MAG AS A THERAPEUTIC TARGET FOR NEURODEGENERATIVE DISEASES ASSOCIATED TO GLUTAMATE OVERLOAD

CASTAÑARES CN; SCHNAAR RL; MOYANO AL; VIVINETTO AL; LOPEZ PHH

Villa Carlos Paz

Congreso; XXXIV Reunión Anual de la SAN (Sociedad Argentina de Investigación en Neurociencias); 2019

Sociedad Argentina de Investigación en Neurociencias

The aim of our work is to study the protective effect of oligodendrocytes (OLs) against glutamate (Glu) overload, focusing on their key role as critical modulators of extracellular glutamate (eGlu) in white matter.

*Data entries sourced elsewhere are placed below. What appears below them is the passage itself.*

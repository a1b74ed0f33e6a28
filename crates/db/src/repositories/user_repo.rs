//! Repository for the `users` table.

use riskpilot_core::types::DbId;
use sqlx::PgPool;

use crate::models::user::{CreateUser, User};

const COLUMNS: &str = "id, email, password_hash, role, organisation_id, created_at, updated_at";

/// Provides lookup and insert operations for users.
pub struct UserRepo;

impl UserRepo {
    /// Insert a new user, returning the created row.
    pub async fn create(pool: &PgPool, input: &CreateUser) -> Result<User, sqlx::Error> {
        let query = format!(
            "INSERT INTO users (email, password_hash, role, organisation_id)
             VALUES ($1, $2, $3, $4)
             RETURNING {COLUMNS}"
        );
        sqlx::query_as::<_, User>(&query)
            .bind(&input.email)
            .bind(&input.password_hash)
            .bind(&input.role)
            .bind(input.organisation_id)
            .fetch_one(pool)
            .await
    }

    /// Find a user by email (login lookup).
    pub async fn find_by_email(pool: &PgPool, email: &str) -> Result<Option<User>, sqlx::Error> {
        let query = format!("SELECT {COLUMNS} FROM users WHERE email = $1");
        sqlx::query_as::<_, User>(&query)
            .bind(email)
            .fetch_optional(pool)
            .await
    }

    /// Find a user by internal ID.
    pub async fn find_by_id(pool: &PgPool, id: DbId) -> Result<Option<User>, sqlx::Error> {
        let query = format!("SELECT {COLUMNS} FROM users WHERE id = $1");
        sqlx::query_as::<_, User>(&query)
            .bind(id)
            .fetch_optional(pool)
            .await
    }
}
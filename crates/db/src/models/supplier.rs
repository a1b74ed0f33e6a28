//! Supplier entity model and DTOs.

use riskpilot_core::types::{DbId, Timestamp};
use serde::{Deserialize, Serialize};
use sqlx::FromRow;

/// A registered supplier row.
#[derive(Debug, Clone, FromRow, Serialize)]
pub struct Supplier {
    pub id: DbId,
    pub organisation_id: DbId,
    pub name: String,
    pub supplier_type: Option<String>,
    pub contact_email: Option<String>,
    /// `low` / `medium` / `high` (CHECK-constrained).
    pub risk_level: String,
    /// Questionnaire workflow status, free-form text.
    pub status: String,
    pub created_at: Timestamp,
    pub updated_at: Timestamp,
}

/// DTO for registering a supplier.
#[derive(Debug, Clone, Deserialize)]
pub struct CreateSupplier {
    pub organisation_id: DbId,
    pub name: String,
    pub supplier_type: Option<String>,
    pub contact_email: Option<String>,
    pub risk_level: String,
    pub status: String,
}
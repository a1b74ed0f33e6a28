//! Application router assembly.
//!
//! [`build_app_router`] is the single place the middleware stack is defined,
//! shared by the binary and by integration tests so both exercise the same
//! layering.

use std::time::Duration;

use axum::http::header::{AUTHORIZATION, CONTENT_TYPE};
use axum::http::{HeaderName, Method, StatusCode};
use axum::Router;
use tower_http::catch_panic::CatchPanicLayer;
use tower_http::cors::CorsLayer;
use tower_http::request_id::{MakeRequestUuid, PropagateRequestIdLayer, SetRequestIdLayer};
use tower_http::timeout::TimeoutLayer;
use tower_http::trace::{DefaultMakeSpan, DefaultOnResponse, TraceLayer};
use tracing::Level;

use crate::config::ServerConfig;
use crate::routes;
use crate::state::AppState;

const REQUEST_ID_HEADER: &str = "x-request-id";

/// Assemble the router: `/health` at the root, everything else under
/// `/api/v1`, wrapped in panic recovery, timeout, request-id propagation,
/// tracing, and CORS. Layers apply bottom-up, so the request-id layer at the
/// bottom runs first and the trace span above it can pick the id up.
pub fn build_app_router(state: AppState, config: &ServerConfig) -> Router {
    let request_id = HeaderName::from_static(REQUEST_ID_HEADER);

    Router::new()
        .merge(routes::health::router())
        .nest("/api/v1", routes::api_routes())
        .layer(CatchPanicLayer::new())
        .layer(TimeoutLayer::with_status_code(
            StatusCode::REQUEST_TIMEOUT,
            Duration::from_secs(config.request_timeout_secs),
        ))
        .layer(PropagateRequestIdLayer::new(request_id.clone()))
        .layer(
            TraceLayer::new_for_http()
                .make_span_with(DefaultMakeSpan::new().level(Level::INFO))
                .on_response(DefaultOnResponse::new().level(Level::INFO)),
        )
        .layer(SetRequestIdLayer::new(request_id, MakeRequestUuid))
        .layer(build_cors_layer(config))
        .with_state(state)
}

/// CORS layer from the configured origin list. An unparseable origin is a
/// deployment mistake, so this panics at startup rather than serving with a
/// silently dropped origin.
pub fn build_cors_layer(config: &ServerConfig) -> CorsLayer {
    let origins = config
        .cors_origins
        .iter()
        .map(|origin| {
            origin
                .parse()
                .unwrap_or_else(|e| panic!("Invalid CORS origin '{origin}': {e}"))
        })
        .collect::<Vec<_>>();

    CorsLayer::new()
        .allow_origin(origins)
        .allow_methods([
            Method::GET,
            Method::POST,
            Method::PUT,
            Method::DELETE,
            Method::PATCH,
        ])
        .allow_headers([CONTENT_TYPE, AUTHORIZATION])
        .allow_credentials(true)
        .max_age(Duration::from_secs(3600))
}
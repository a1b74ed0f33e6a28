//! Password storage with Argon2id.
//!
//! Hashes are PHC strings, so the algorithm parameters and per-password salt
//! travel with the hash and verification needs no extra configuration.

use argon2::password_hash::rand_core::OsRng;
use argon2::password_hash::{PasswordHash, PasswordHasher, PasswordVerifier, SaltString};
use argon2::Argon2;

/// Hash a plaintext password, returning the PHC string to store.
pub fn hash_password(password: &str) -> Result<String, argon2::password_hash::Error> {
    let salt = SaltString::generate(&mut OsRng);
    Ok(Argon2::default()
        .hash_password(password.as_bytes(), &salt)?
        .to_string())
}

/// Check a plaintext password against a stored hash.
///
/// A mismatch is `Ok(false)`; `Err` means the stored hash itself is
/// malformed.
pub fn verify_password(password: &str, hash: &str) -> Result<bool, argon2::password_hash::Error> {
    let parsed = PasswordHash::new(hash)?;
    match Argon2::default().verify_password(password.as_bytes(), &parsed) {
        Ok(()) => Ok(true),
        Err(argon2::password_hash::Error::Password) => Ok(false),
        Err(e) => Err(e),
    }
}
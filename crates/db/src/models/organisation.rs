//! Organisation (tenant root) entity model and DTOs.

use riskpilot_core::types::{DbId, Timestamp};
use serde::{Deserialize, Serialize};
use sqlx::FromRow;

/// An organisation row. The tenant root: every scoped entity carries exactly
/// one `organisation_id` foreign key back to this table.
#[derive(Debug, Clone, FromRow, Serialize)]
pub struct Organisation {
    pub id: DbId,
    pub name: String,
    /// Regulatory segment tag (e.g. `"Essential"`, `"Important"`).
    pub nis2_segment: String,
    pub created_at: Timestamp,
    pub updated_at: Timestamp,
}

/// DTO for creating a new organisation.
#[derive(Debug, Clone, Deserialize)]
pub struct CreateOrganisation {
    pub name: String,
    pub nis2_segment: String,
}

/// Portfolio listing row: organisation plus its latest overall score.
#[derive(Debug, Clone, FromRow, Serialize)]
pub struct OrganisationSummary {
    pub id: DbId,
    pub name: String,
    pub nis2_segment: String,
    pub overall_score: Option<i32>,
    pub score_calculated_at: Option<Timestamp>,
    pub updated_at: Timestamp,
}
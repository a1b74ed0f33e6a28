//! In-process audit bus backed by a `tokio::sync::broadcast` channel.
//!
//! [`AuditBus`] is the publish side of the audit trail. It is shared via
//! `Arc<AuditBus>` across the application; publishing never blocks and never
//! fails the request path.

use chrono::{DateTime, Utc};
use riskpilot_core::types::DbId;
use serde::{Deserialize, Serialize};
use tokio::sync::broadcast;

// ---------------------------------------------------------------------------
// AuditEvent
// ---------------------------------------------------------------------------

/// A recordable action that occurred on the platform.
///
/// Constructed via [`AuditEvent::new`] and enriched with the builder methods
/// [`with_organisation`](AuditEvent::with_organisation),
/// [`with_actor`](AuditEvent::with_actor), and
/// [`with_details`](AuditEvent::with_details).
#[derive(Debug, Clone, Serialize, Deserialize)]
pub struct AuditEvent {
    /// Action name from `riskpilot_core::audit::action_types`, e.g.
    /// `"QUICKSCAN_SUBMITTED"`.
    pub action: String,

    /// Organisation the action concerns, if any.
    pub organisation_id: Option<DbId>,

    /// User that performed the action, if known.
    pub user_id: Option<DbId>,

    /// Free-form JSON details carrying action-specific data.
    pub details: Option<serde_json::Value>,

    /// When the action occurred (UTC).
    pub occurred_at: DateTime<Utc>,
}

impl AuditEvent {
    /// Create a new event with only the required action name.
    pub fn new(action: impl Into<String>) -> Self {
        Self {
            action: action.into(),
            organisation_id: None,
            user_id: None,
            details: None,
            occurred_at: Utc::now(),
        }
    }

    /// Attach the organisation the action concerns.
    pub fn with_organisation(mut self, organisation_id: DbId) -> Self {
        self.organisation_id = Some(organisation_id);
        self
    }

    /// Attach the acting user.
    pub fn with_actor(mut self, user_id: DbId) -> Self {
        self.user_id = Some(user_id);
        self
    }

    /// Set the JSON details for the event.
    pub fn with_details(mut self, details: serde_json::Value) -> Self {
        self.details = Some(details);
        self
    }
}

// ---------------------------------------------------------------------------
// AuditBus
// ---------------------------------------------------------------------------

/// Default buffer capacity for the broadcast channel.
const DEFAULT_CAPACITY: usize = 1024;

/// In-process fan-out bus for audit events.
///
/// Wraps a [`broadcast::Sender`] so any number of subscribers can
/// independently receive every published [`AuditEvent`].
pub struct AuditBus {
    sender: broadcast::Sender<AuditEvent>,
}

impl AuditBus {
    /// Create a bus with a specific channel capacity.
    ///
    /// When the buffer is full the oldest un-consumed messages are dropped
    /// and slow receivers observe `RecvError::Lagged`.
    pub fn new(capacity: usize) -> Self {
        let (sender, _) = broadcast::channel(capacity);
        Self { sender }
    }

    /// Publish an event to all current subscribers.
    ///
    /// If there are no active subscribers the event is silently dropped; the
    /// recorder (when running) ensures database capture.
    pub fn publish(&self, event: AuditEvent) {
        // Ignore the SendError — it only means there are zero receivers.
        let _ = self.sender.send(event);
    }

    /// Subscribe to all events published on this bus.
    pub fn subscribe(&self) -> broadcast::Receiver<AuditEvent> {
        self.sender.subscribe()
    }
}

impl Default for AuditBus {
    fn default() -> Self {
        Self::new(DEFAULT_CAPACITY)
    }
}

// ---------------------------------------------------------------------------
// Tests
// ---------------------------------------------------------------------------
use axum::extract::State;
use axum::{routing::get, Json, Router};
use serde::Serialize;

use crate::state::AppState;

#[derive(Serialize)]
struct HealthResponse {
    status: &'static str,
    version: &'static str,
    db_healthy: bool,
}

/// GET /health. Reports "degraded" rather than failing outright when the
/// database ping fails, so load balancers can distinguish the two.
async fn health_check(State(state): State<AppState>) -> Json<HealthResponse> {
    let db_healthy = riskpilot_db::health_check(&state.pool).await.is_ok();

    Json(HealthResponse {
        status: if db_healthy { "ok" } else { "degraded" },
        version: env!("CARGO_PKG_VERSION"),
        db_healthy,
    })
}

/// Mounted at the root, outside `/api/v1`.
pub fn router() -> Router<AppState> {
    Router::new().route("/health", get(health_check))
}
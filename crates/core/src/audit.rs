//! Well-known audit action-type constants.
//!
//! These live in `core` (zero internal deps) so the API handlers that emit
//! audit events and the recorder that persists them agree on one vocabulary.

pub mod action_types {
    pub const LOGIN: &str = "LOGIN";
    pub const QUICKSCAN_SUBMITTED: &str = "QUICKSCAN_SUBMITTED";
    pub const SCORE_RECALCULATED: &str = "SCORE_RECALCULATED";
    pub const ACTION_CREATED: &str = "ACTION_CREATED";
    pub const ACTION_STATUS_CHANGED: &str = "ACTION_STATUS_CHANGED";
    pub const INCIDENT_CREATED: &str = "INCIDENT_CREATED";
    pub const SUPPLIER_CREATED: &str = "SUPPLIER_CREATED";
}
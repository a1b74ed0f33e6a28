//! Repository layer.
//!
//! Each repository is a zero-sized struct providing async CRUD methods
//! that accept `&PgPool` as the first argument.

pub mod action_repo;
pub mod audit_repo;
pub mod incident_repo;
pub mod organisation_repo;
pub mod quickscan_repo;
pub mod risk_score_repo;
pub mod session_repo;
pub mod supplier_repo;
pub mod user_repo;

pub use action_repo::ActionRepo;
pub use audit_repo::AuditLogRepo;
pub use incident_repo::IncidentRepo;
pub use organisation_repo::OrganisationRepo;
pub use quickscan_repo::QuickscanRepo;
pub use risk_score_repo::RiskScoreRepo;
pub use session_repo::SessionRepo;
pub use supplier_repo::SupplierRepo;
pub use user_repo::UserRepo;
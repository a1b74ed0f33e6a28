//! Refresh-token session entity model and DTOs.

use riskpilot_core::types::{DbId, Timestamp};
use serde::Deserialize;
use sqlx::FromRow;

/// A refresh-token session row. Only the SHA-256 hash of the refresh token
/// is stored.
#[derive(Debug, Clone, FromRow)]
pub struct UserSession {
    pub id: DbId,
    pub user_id: DbId,
    pub refresh_token_hash: String,
    pub expires_at: Timestamp,
    pub revoked_at: Option<Timestamp>,
    pub created_at: Timestamp,
}

/// DTO for creating a session.
#[derive(Debug, Clone, Deserialize)]
pub struct CreateSession {
    pub user_id: DbId,
    pub refresh_token_hash: String,
    pub expires_at: Timestamp,
}
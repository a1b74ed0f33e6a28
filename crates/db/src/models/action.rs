//! Improvement action entity model and DTOs.

use riskpilot_core::types::{DbId, Timestamp};
use serde::{Deserialize, Serialize};
use sqlx::FromRow;

/// An improvement action row.
///
/// `category`, `priority`, and `status` hold the canonical string forms of
/// the `riskpilot_core::improvement` enumerations (enforced by CHECK
/// constraints in the schema).
#[derive(Debug, Clone, FromRow, Serialize)]
pub struct ImprovementAction {
    pub id: DbId,
    pub organisation_id: DbId,
    pub title: String,
    pub category: String,
    pub priority: String,
    pub status: String,
    pub due_date: Option<Timestamp>,
    pub created_at: Timestamp,
    pub updated_at: Timestamp,
}

/// DTO for inserting an improvement action. Status always starts at `open`.
#[derive(Debug, Clone, Deserialize)]
pub struct CreateAction {
    pub organisation_id: DbId,
    pub title: String,
    pub category: String,
    pub priority: String,
    pub due_date: Option<Timestamp>,
}
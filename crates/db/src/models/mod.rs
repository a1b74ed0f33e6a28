//! Domain model structs and DTOs.
//!
//! Each submodule contains:
//! - A `FromRow` + `Serialize` entity struct matching the database row
//! - A `Deserialize` create DTO for inserts

pub mod action;
pub mod audit;
pub mod incident;
pub mod organisation;
pub mod quickscan;
pub mod risk_score;
pub mod session;
pub mod supplier;
pub mod user;
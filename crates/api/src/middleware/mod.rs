//! Request-level middleware and extractors.

pub mod auth;
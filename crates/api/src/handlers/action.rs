//! Handlers for improvement actions.
//!
//! Actions are reachable two ways: nested under an organisation (list,
//! consultant-created manual actions) and at the top level (`/actions` for
//! scope-aware listing across the actor's entitlement, `/actions/{id}` for
//! status updates).

use axum::extract::{Path, Query, State};
use axum::http::StatusCode;
use axum::Json;
use riskpilot_core::access::{authorize, list_scope, Operation};
use riskpilot_core::audit::action_types;
use riskpilot_core::error::CoreError;
use riskpilot_core::improvement::{ActionCategory, ActionPriority, ActionStatus};
use riskpilot_core::types::{DbId, Timestamp};
use riskpilot_db::models::action::{CreateAction, ImprovementAction};
use riskpilot_db::repositories::ActionRepo;
use riskpilot_events::AuditEvent;
use serde::Deserialize;

use crate::error::{AppError, AppResult};
use crate::middleware::auth::AuthUser;
use crate::state::AppState;

// ---------------------------------------------------------------------------
// Request types
// ---------------------------------------------------------------------------

/// Request body for `POST /organisations/{id}/actions`.
#[derive(Debug, Deserialize)]
pub struct CreateActionRequest {
    pub title: String,
    pub category: ActionCategory,
    pub priority: ActionPriority,
    pub due_date: Option<Timestamp>,
}

/// Request body for `PATCH /actions/{id}`.
#[derive(Debug, Deserialize)]
pub struct UpdateActionStatusRequest {
    pub status: ActionStatus,
}

/// Query parameters for action listings.
#[derive(Debug, Deserialize)]
pub struct ActionListQuery {
    pub status: Option<ActionStatus>,
}

// ---------------------------------------------------------------------------
// Handlers
// ---------------------------------------------------------------------------

/// GET /api/v1/actions
///
/// List actions across the actor's entitlement: the whole portfolio for
/// consultants, their own organisation for clients.
pub async fn list_scoped(
    State(state): State<AppState>,
    auth_user: AuthUser,
    Query(query): Query<ActionListQuery>,
) -> AppResult<Json<Vec<ImprovementAction>>> {
    let scope = list_scope(&auth_user.actor()).map_err(AppError::from)?;
    let status = query.status.map(ActionStatus::as_str);
    let actions = ActionRepo::list_scoped(&state.pool, scope, status).await?;
    Ok(Json(actions))
}

/// GET /api/v1/organisations/{id}/actions
pub async fn list_for_organisation(
    State(state): State<AppState>,
    auth_user: AuthUser,
    Path(id): Path<DbId>,
    Query(query): Query<ActionListQuery>,
) -> AppResult<Json<Vec<ImprovementAction>>> {
    authorize(
        Some(&auth_user.actor()),
        Operation::ListActions { organisation_id: id },
    )?;
    let status = query.status.map(ActionStatus::as_str);
    let actions = ActionRepo::list_scoped(
        &state.pool,
        riskpilot_core::access::OrgScope::SingleOrganisation(id),
        status,
    )
    .await?;
    Ok(Json(actions))
}

/// POST /api/v1/organisations/{id}/actions
///
/// Create a manual improvement action. Consultant-only.
pub async fn create(
    State(state): State<AppState>,
    auth_user: AuthUser,
    Path(id): Path<DbId>,
    Json(input): Json<CreateActionRequest>,
) -> AppResult<(StatusCode, Json<ImprovementAction>)> {
    authorize(
        Some(&auth_user.actor()),
        Operation::CreateManualAction { organisation_id: id },
    )?;

    if input.title.trim().is_empty() {
        return Err(AppError::Core(CoreError::Validation(
            "Action title must not be empty".into(),
        )));
    }

    let action = ActionRepo::create(
        &state.pool,
        &CreateAction {
            organisation_id: id,
            title: input.title,
            category: input.category.as_str().to_string(),
            priority: input.priority.as_str().to_string(),
            due_date: input.due_date,
        },
    )
    .await?;

    state.audit_bus.publish(
        AuditEvent::new(action_types::ACTION_CREATED)
            .with_organisation(id)
            .with_actor(auth_user.user_id)
            .with_details(serde_json::json!({ "action_id": action.id })),
    );

    Ok((StatusCode::CREATED, Json(action)))
}

/// PATCH /api/v1/actions/{id}
///
/// Move an action to a new status. The owning organisation is looked up
/// from the action itself, then the ownership gate runs against it.
pub async fn update_status(
    State(state): State<AppState>,
    auth_user: AuthUser,
    Path(id): Path<DbId>,
    Json(input): Json<UpdateActionStatusRequest>,
) -> AppResult<Json<ImprovementAction>> {
    let action = ActionRepo::find_by_id(&state.pool, id)
        .await?
        .ok_or(AppError::Core(CoreError::NotFound {
            entity: "ImprovementAction",
            id,
        }))?;

    authorize(
        Some(&auth_user.actor()),
        Operation::UpdateActionStatus {
            organisation_id: action.organisation_id,
        },
    )?;

    let previous_status = action.status.clone();
    let updated = ActionRepo::update_status(&state.pool, id, input.status.as_str())
        .await?
        .ok_or(AppError::Core(CoreError::NotFound {
            entity: "ImprovementAction",
            id,
        }))?;

    state.audit_bus.publish(
        AuditEvent::new(action_types::ACTION_STATUS_CHANGED)
            .with_organisation(updated.organisation_id)
            .with_actor(auth_user.user_id)
            .with_details(serde_json::json!({
                "action_id": id,
                "from": previous_status,
                "to": updated.status,
            })),
    );

    Ok(Json(updated))
}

Our group has previously described that mAb-mediated crosslinking/activation of MAG triggers a phosphoinositides/PKC-dependent intracellular signaling which results in reduced oxidative stress and protection of OLs and nearby neurons against Glu overload. By using a fluorimetry-based technique we confirmed that long term antibody-mediated activation of MAG triggers eGlu uptake by OLs. (Fig 1) In the hunt for novel therapeutic bioactive ligands of MAG derived from the structure of its axonal receptors, we tested soluble chimeric forms of its receptors in their ability to trigger an increase in reduced glutathione (GSH) content, evidenced by staining of OLs with the dye monochlorobimane. (Fig 2) We tested commercially available IgG Fc fragment-bound chimeras of receptors NgR1, LRP1, PirB and synthetized covalently-linked ganglioside GT1b-BSA derivatives. GT1b-BSA induced a potent increase of GSH by OLs, while no effect was observed with the structurally-related ganglioside GM3-BSA complex, carrying the common epitope sialyl(α2-3)Gal terminal residue. A weak eGlu uptake was observed when testing other soluble receptors. Altogether, these studies can contribute to the development of novel neuroprotective therapies in order to mitigate neurodegeneration associated with Glu toxicity.